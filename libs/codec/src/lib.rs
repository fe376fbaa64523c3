//! # Keel Protocol Codec - Dispatch and Allocation Core
//!
//! ## Purpose
//!
//! This crate contains the "Rules" layer of the Keel framework: given a
//! numeric message-type identifier extracted from a wire frame, it routes
//! to strongly-typed handling code and constructs concrete message objects.
//! The framework targets resource-constrained environments, so both
//! operations are usable without dynamic memory (single-slot in-place
//! allocation) and resolve to the fastest feasible algorithm for the
//! statically-known set of message types.
//!
//! ## Integration Points
//!
//! - **Descriptor Sets**: registered message types come from `libs/types`
//! - **Typed Dispatch**: `Dispatcher<H>` monomorphizes per-handler
//!   trampolines - matched frames arrive as concrete `&T` references
//! - **Polymorphic Dispatch**: `PolyRegistry` keeps handlers decoupled from
//!   concrete types via virtual trampolines
//! - **Message Construction**: `MessageFactory` composes instance-free
//!   dispatch with a heap or in-place allocation discipline
//! - **Process-Wide Tables**: `OnceRegistry` documents and enforces the
//!   build-once / read-only-thereafter contract
//!
//! ## Architecture Role
//!
//! ```text
//! libs/types → [codec dispatch core] → protocol stack / application
//!     ↑               ↓                        ↓
//! Pure Data     Strategy Selection        Typed Handlers
//! Descriptors   Engine Tables             Owned Messages
//! Vtables       Allocators                Generic Fallback
//! ```
//!
//! ## Strategy Selection
//!
//! A descriptor set is classified once (static ids? sorted? duplicates?)
//! and mapped deterministically to one of six strategies: a no-op for the
//! empty set, a direct-indexed table for dense static unique ids, binary
//! search (strong/weak) for sorted sets, and linear scan otherwise. All
//! engines answer every `(id, offset)` probe identically - the algorithms
//! differ only in cost. The direct-table density heuristic is a tuning
//! constant carried in [`DispatchConfig`], not a hard-coded law.
//!
//! ## Error Philosophy
//!
//! Unknown ids and an occupied in-place slot are normal outcomes, returned
//! as values. Misconfiguration - incompatible strategy overrides, duplicate
//! ids under a direct table, an undersized slot - is rejected when tables
//! are built, never deferred to a dispatch call.

// Core modules
pub mod alloc;
pub mod analyzer;
pub mod config;
pub mod dispatch;
mod engine;
pub mod error;
pub mod factory;
pub mod polymorphic;
pub mod registry;
pub mod strategy;

// Re-export key types for convenience
pub use alloc::{HeapAllocator, MessageAllocator, MsgPtr, SlotAllocator};
pub use analyzer::{classify, SetClassification, Sortedness};
pub use config::{DirectTableHeuristic, DispatchConfig};
pub use dispatch::{Dispatcher, DispatcherBuilder, HandleMessage, MessageHandler};
pub use error::{AllocError, CreateError, CreateResult, RegistryError, RegistryResult};
pub use factory::{FactoryBuilder, MessageFactory};
pub use polymorphic::{PolyHandler, PolyRegistry, PolyRegistryBuilder};
pub use registry::OnceRegistry;
pub use strategy::{select_strategy, StrategyKind};

// Re-export the type layer so downstream crates can depend on codec alone
pub use types::{
    DescriptorSet, DescriptorSetBuilder, GenericMessage, Message, MessageDescriptor,
    MessageVtable, MsgId, ProtocolMessage,
};
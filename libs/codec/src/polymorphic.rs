//! # Polymorphic Dispatch Registry
//!
//! ## Purpose
//!
//! The virtual-trampoline realization of direct-table and binary-search
//! dispatch, used when the handler must stay decoupled from the concrete
//! message types. Where the typed [`Dispatcher`](crate::dispatch::Dispatcher)
//! monomorphizes a trampoline per `(type, handler)` pair, this registry
//! stores one boxed trait object per registered type; every id comparison
//! during a binary probe goes through the trampoline's virtual `wire_id()`
//! call, and a matched probe hands the object-safe handler the resolved
//! type's vtable metadata instead of a concrete reference.
//!
//! Trampolines are precomputed once, in descriptor order, then stably
//! sorted by wire id - registration order is preserved inside equal-id
//! runs, so duplicate offsets resolve exactly as the plain engines resolve
//! them. The registry only ever realizes the `Direct`, `BinarySearchStrong`
//! or `BinarySearchWeak` strategies (plus `None` for the empty set): after
//! the sort, a binary engine is always valid.

use std::marker::PhantomData;

use tracing::debug;
use types::{vtable_of, DescriptorSet, Message, MessageVtable, MsgId, ProtocolMessage};

use crate::analyzer::classify;
use crate::config::DispatchConfig;
use crate::engine::{DispatchEngine, IdTable};
use crate::error::RegistryResult;
use crate::strategy::StrategyKind;

/// Object-safe handler for polymorphic dispatch.
///
/// Decoupled from concrete message types: a matched probe supplies the
/// resolved type's `&'static MessageVtable` alongside the untyped instance.
pub trait PolyHandler {
    /// Handle a matched message.
    fn on_message(&mut self, msg: &dyn Message, vtable: &'static MessageVtable);

    /// Type-only notification for a matched descriptor; no instance exists.
    fn on_message_type(&mut self, vtable: &'static MessageVtable) {
        let _ = vtable;
    }

    /// Fallback for probes that match no descriptor.
    fn on_unmatched(&mut self, msg: &dyn Message);
}

/// Virtual trampoline bound to one concrete message type.
trait PolyTrampoline: Send + Sync {
    /// Wire id resolved through a virtual call per probe.
    fn wire_id(&self) -> MsgId;

    /// Metadata of the bound type.
    fn vtable(&self) -> &'static MessageVtable;

    /// Invoke the handler for a matched instance.
    fn invoke(&self, msg: &dyn Message, handler: &mut dyn PolyHandler);

    /// Invoke the handler's type-only hook.
    fn invoke_type(&self, handler: &mut dyn PolyHandler);
}

struct Trampoline<T: ProtocolMessage>(PhantomData<fn() -> T>);

impl<T: ProtocolMessage + Send + Sync> PolyTrampoline for Trampoline<T> {
    fn wire_id(&self) -> MsgId {
        T::current_wire_id()
    }

    fn vtable(&self) -> &'static MessageVtable {
        vtable_of::<T>()
    }

    fn invoke(&self, msg: &dyn Message, handler: &mut dyn PolyHandler) {
        if msg.is::<T>() {
            handler.on_message(msg, vtable_of::<T>());
        } else {
            // Instance type differs from the matched descriptor.
            handler.on_unmatched(msg);
        }
    }

    fn invoke_type(&self, handler: &mut dyn PolyHandler) {
        handler.on_message_type(vtable_of::<T>());
    }
}

/// Sorted trampoline array the engines probe through virtual id calls.
struct TrampolineTable(Vec<Box<dyn PolyTrampoline>>);

impl IdTable for TrampolineTable {
    fn entries(&self) -> usize {
        self.0.len()
    }

    fn id_at(&self, pos: usize) -> MsgId {
        self.0[pos].wire_id()
    }

    fn name_at(&self, pos: usize) -> &'static str {
        self.0[pos].vtable().name
    }
}

/// Build-once dispatch registry over virtual trampolines.
pub struct PolyRegistry {
    trampolines: TrampolineTable,
    engine: DispatchEngine,
    has_duplicates: bool,
}

impl PolyRegistry {
    /// Start building a registry.
    pub fn builder() -> PolyRegistryBuilder {
        PolyRegistryBuilder::new()
    }

    /// Dispatch a message instance by `(id, offset)` through the matched
    /// trampoline, or fall back to `on_unmatched`.
    pub fn dispatch(&self, id: MsgId, offset: u16, msg: &dyn Message, handler: &mut dyn PolyHandler) {
        match self.engine.locate(&self.trampolines, id, offset) {
            Some(pos) => self.trampolines.0[pos].invoke(msg, handler),
            None => handler.on_unmatched(msg),
        }
    }

    /// Instance-free dispatch; returns whether a descriptor matched.
    pub fn dispatch_type(&self, id: MsgId, offset: u16, handler: &mut dyn PolyHandler) -> bool {
        match self.engine.locate(&self.trampolines, id, offset) {
            Some(pos) => {
                self.trampolines.0[pos].invoke_type(handler);
                true
            }
            None => false,
        }
    }

    /// The dispatch algorithm selected for this registry.
    pub fn active_strategy(&self) -> StrategyKind {
        self.engine.kind()
    }

    /// True iff no two registered types share a wire id.
    pub fn has_unique_ids(&self) -> bool {
        !self.has_duplicates
    }

    /// Number of registered types sharing `id`.
    pub fn count(&self, id: MsgId) -> usize {
        (0..self.trampolines.entries())
            .filter(|&pos| self.trampolines.id_at(pos) == id)
            .count()
    }

    /// Number of registered types.
    pub fn len(&self) -> usize {
        self.trampolines.entries()
    }

    /// True when no types are registered.
    pub fn is_empty(&self) -> bool {
        self.trampolines.entries() == 0
    }
}

/// Builder for [`PolyRegistry`].
pub struct PolyRegistryBuilder {
    trampolines: Vec<Box<dyn PolyTrampoline>>,
    set: types::DescriptorSetBuilder,
    config: DispatchConfig,
}

impl Default for PolyRegistryBuilder {
    fn default() -> Self {
        Self::new()
    }
}

impl PolyRegistryBuilder {
    pub fn new() -> Self {
        Self {
            trampolines: Vec::new(),
            set: DescriptorSet::builder(),
            config: DispatchConfig::default(),
        }
    }

    /// Replace the dispatch configuration. Only the direct-table heuristic
    /// applies here; the registry keeps its trampolines sorted, so its
    /// non-direct strategy is always a binary search.
    pub fn with_config(mut self, config: DispatchConfig) -> Self {
        self.config = config;
        self
    }

    /// Register a message type.
    pub fn register<T: ProtocolMessage + Send + Sync>(mut self) -> Self {
        self.trampolines.push(Box::new(Trampoline::<T>(PhantomData)));
        self.set = self.set.register::<T>();
        self
    }

    /// Sort the trampolines, pick a strategy and build the probe engine.
    pub fn build(self) -> RegistryResult<PolyRegistry> {
        let set = self.set.build();
        let classification = classify(&set);

        // Stable sort by resolved id: registration order survives inside
        // equal-id runs, preserving duplicate-offset numbering.
        let mut trampolines = self.trampolines;
        trampolines.sort_by_key(|t| t.wire_id());
        let table = TrampolineTable(trampolines);

        let kind = if table.entries() == 0 {
            StrategyKind::None
        } else if classification.all_ids_static
            && !classification.has_duplicates
            && set
                .max_static_id()
                .is_some_and(|max_id| self.config.direct_table.admits(set.len(), max_id))
        {
            StrategyKind::Direct
        } else if classification.has_duplicates {
            StrategyKind::BinarySearchWeak
        } else {
            StrategyKind::BinarySearchStrong
        };

        let engine = DispatchEngine::build(kind, &table)?;
        debug!(
            strategy = kind.name(),
            types = table.entries(),
            "polymorphic registry built"
        );
        Ok(PolyRegistry {
            trampolines: table,
            engine,
            has_duplicates: classification.has_duplicates,
        })
    }
}

#[cfg(test)]
mod tests {
    use super::*;
    use types::define_message;

    define_message! { pub struct Alpha {} => id = 1; }
    define_message! { pub struct Beta { pub v: u32 } => id = 2; }
    define_message! { pub struct BetaPrime {} => id = 2; }
    define_message! { pub struct Gamma {} => id = 900; }

    #[derive(Default)]
    struct NameCollector {
        matched: Vec<&'static str>,
        unmatched: usize,
    }

    impl PolyHandler for NameCollector {
        fn on_message(&mut self, _msg: &dyn Message, vtable: &'static MessageVtable) {
            self.matched.push(vtable.name);
        }

        fn on_message_type(&mut self, vtable: &'static MessageVtable) {
            self.matched.push(vtable.name);
        }

        fn on_unmatched(&mut self, _msg: &dyn Message) {
            self.unmatched += 1;
        }
    }

    #[test]
    fn dense_unique_ids_build_a_direct_registry() {
        let registry = PolyRegistry::builder()
            .register::<Alpha>()
            .register::<Beta>()
            .build()
            .expect("registry");
        assert_eq!(registry.active_strategy(), StrategyKind::Direct);
        assert!(registry.has_unique_ids());

        let mut handler = NameCollector::default();
        let beta = Beta { v: 9 };
        registry.dispatch(2, 0, &beta, &mut handler);
        assert_eq!(handler.matched, vec!["Beta"]);
        assert_eq!(handler.unmatched, 0);
    }

    #[test]
    fn sparse_ids_probe_through_virtual_binary_search() {
        let registry = PolyRegistry::builder()
            .register::<Gamma>()
            .register::<Alpha>()
            .build()
            .expect("registry");
        assert_eq!(registry.active_strategy(), StrategyKind::BinarySearchStrong);

        let mut handler = NameCollector::default();
        assert!(registry.dispatch_type(900, 0, &mut handler));
        assert!(registry.dispatch_type(1, 0, &mut handler));
        assert!(!registry.dispatch_type(5, 0, &mut handler));
        assert_eq!(handler.matched, vec!["Gamma", "Alpha"]);
    }

    #[test]
    fn duplicate_ids_sort_stably_and_resolve_offsets() {
        let registry = PolyRegistry::builder()
            .register::<Beta>()
            .register::<BetaPrime>()
            .register::<Alpha>()
            .build()
            .expect("registry");
        assert_eq!(registry.active_strategy(), StrategyKind::BinarySearchWeak);
        assert!(!registry.has_unique_ids());
        assert_eq!(registry.count(2), 2);

        let mut handler = NameCollector::default();
        assert!(registry.dispatch_type(2, 0, &mut handler));
        assert!(registry.dispatch_type(2, 1, &mut handler));
        assert!(!registry.dispatch_type(2, 2, &mut handler));
        assert_eq!(handler.matched, vec!["Beta", "BetaPrime"]);
    }

    #[test]
    fn unknown_id_falls_back_to_unmatched() {
        let registry = PolyRegistry::builder().register::<Alpha>().build().expect("registry");

        let mut handler = NameCollector::default();
        let alpha = Alpha::default();
        registry.dispatch(42, 0, &alpha, &mut handler);
        assert_eq!(handler.unmatched, 1);
        assert!(handler.matched.is_empty());
    }

    #[test]
    fn empty_registry_selects_none() {
        let registry = PolyRegistry::builder().build().expect("registry");
        assert_eq!(registry.active_strategy(), StrategyKind::None);
        assert!(registry.is_empty());

        let mut handler = NameCollector::default();
        assert!(!registry.dispatch_type(0, 0, &mut handler));
    }
}
#[cfg(test)]
mod tests {
    use super::*;
    use std::io::Write;
    use tempfile::NamedTempFile;
    
    #[test]
    fn test_mock_detection() {
        let detector = MockFallbackDetector::new().unwrap();
        
        // Create test file with mock usage
        let mut file = NamedTempFile::new().unwrap();
        writeln!(file, "use mockall::predicate::*;").unwrap();
        writeln!(file, "struct MockExchange {{}}").unwrap();
        writeln!(file, "fn mock_get_price() -> f64 {{ 100.0 }}").unwrap();
        
        let detections = detector.scan_file(file.path()).unwrap();
        
        // Should detect mock usage
        assert!(!detections.is_empty());
        assert!(detections.iter().any(|d| d.category == Category::Mock));
        assert!(detections.iter().any(|d| d.severity == Severity::Critical));
    }
    
    #[test]
    fn test_fallback_detection() {
        let detector = MockFallbackDetector::new().unwrap();
        
        // Create test file with fallback patterns
        let mut file = NamedTempFile::new().unwrap();
        writeln!(file, "let price = get_price().unwrap_or(0.0);").unwrap();
        writeln!(file, "match result {{ Err(_) => Ok(()), _ => result }}").unwrap();
        
        let detections = detector.scan_file(file.path()).unwrap();
        
        // Should detect fallback patterns
        assert!(!detections.is_empty());
        assert!(detections.iter().any(|d| d.category == Category::Fallback));
        assert!(detections.iter().any(|d| d.severity == Severity::Critical));
    }
    
    #[test]
    fn test_security_detection() {
        let detector = MockFallbackDetector::new().unwrap();
        
        // Create test file with security issues
        let mut file = NamedTempFile::new().unwrap();
        writeln!(file, r#"let password = "hardcoded_password123";"#).unwrap();
        writeln!(file, "unsafe {{ transmute(ptr) }}").unwrap();
        
        let detections = detector.scan_file(file.path()).unwrap();
        
        // Should detect security issues
        assert!(!detections.is_empty());
        assert!(detections.iter().any(|d| d.category == Category::Security));
        assert!(detections.iter().any(|d| d.severity == Severity::Critical));
    }
    
    #[test]
    fn test_summary_generation() {
        let detector = MockFallbackDetector::new().unwrap();
        
        let detections = vec![
            Detection {
                file_path: "test.rs".to_string(),
                line_number: 1,
                column: 0,
                severity: Severity::Critical,
                category: Category::Mock,
                description: "Test".to_string(),
                matched_text: "mock".to_string(),
                suggestion: "Fix".to_string(),
                pattern_id: "test".to_string(),
            },
            Detection {
                file_path: "test.rs".to_string(),
                line_number: 2,
                column: 0,
                severity: Severity::Warning,
                category: Category::Policy,
                description: "Test".to_string(),
                matched_text: "todo".to_string(),
                suggestion: "Fix".to_string(),
                pattern_id: "test".to_string(),
            },
        ];
        
        let summary = detector.summarize_detections(&detections);
        
        assert_eq!(summary.total_count, 2);
        assert_eq!(summary.critical_count, 1);
        assert_eq!(summary.warning_count, 1);
        assert_eq!(summary.info_count, 0);
        assert_eq!(summary.files.len(), 1);
    }
}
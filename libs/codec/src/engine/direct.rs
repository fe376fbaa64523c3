//! Direct-indexed dispatch table.
//!
//! Spends `max_id + 1` slots of memory to answer every probe with a single
//! bounds-checked array read. Built once by iterating the id table and
//! writing each position at its numeric id's index; a second write to the
//! same index means duplicate ids, which the direct engine rejects as
//! unsupported at construction time.

use types::MsgId;

use crate::engine::IdTable;
use crate::error::{RegistryError, RegistryResult};

/// O(1) id-to-ordinal lookup table.
#[derive(Debug, Clone)]
pub(crate) struct DirectTable {
    slots: Box<[Option<u32>]>,
}

impl DirectTable {
    /// Build the slot array, rejecting duplicate ids.
    pub(crate) fn build<T: IdTable + ?Sized>(table: &T) -> RegistryResult<Self> {
        let entries = table.entries();
        let width = (0..entries)
            .map(|pos| table.id_at(pos) as usize + 1)
            .max()
            .unwrap_or(0);

        let mut slots = vec![None; width].into_boxed_slice();
        for pos in 0..entries {
            let index = table.id_at(pos) as usize;
            if let Some(prev) = slots[index] {
                return Err(RegistryError::DuplicateDirectId {
                    id: index as MsgId,
                    first: table.name_at(prev as usize),
                    second: table.name_at(pos),
                });
            }
            slots[index] = Some(pos as u32);
        }

        Ok(Self { slots })
    }

    /// Bounds-checked O(1) probe. Direct tables hold unique ids, so any
    /// non-zero duplicate offset is a miss.
    pub(crate) fn locate(&self, id: MsgId, offset: u16) -> Option<usize> {
        if offset != 0 {
            return None;
        }
        self.slots
            .get(id as usize)
            .copied()
            .flatten()
            .map(|pos| pos as usize)
    }

    /// Number of slots the table spans (`max_id + 1`).
    #[cfg(test)]
    pub(crate) fn width(&self) -> usize {
        self.slots.len()
    }
}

**Task details:**
Search the records for the string "framework", and copy every line that holds it.

**Answer section:**
//! This crate contains the "Rules" layer of the Keel framework: given a
//! The framework targets resource-constrained environments, so both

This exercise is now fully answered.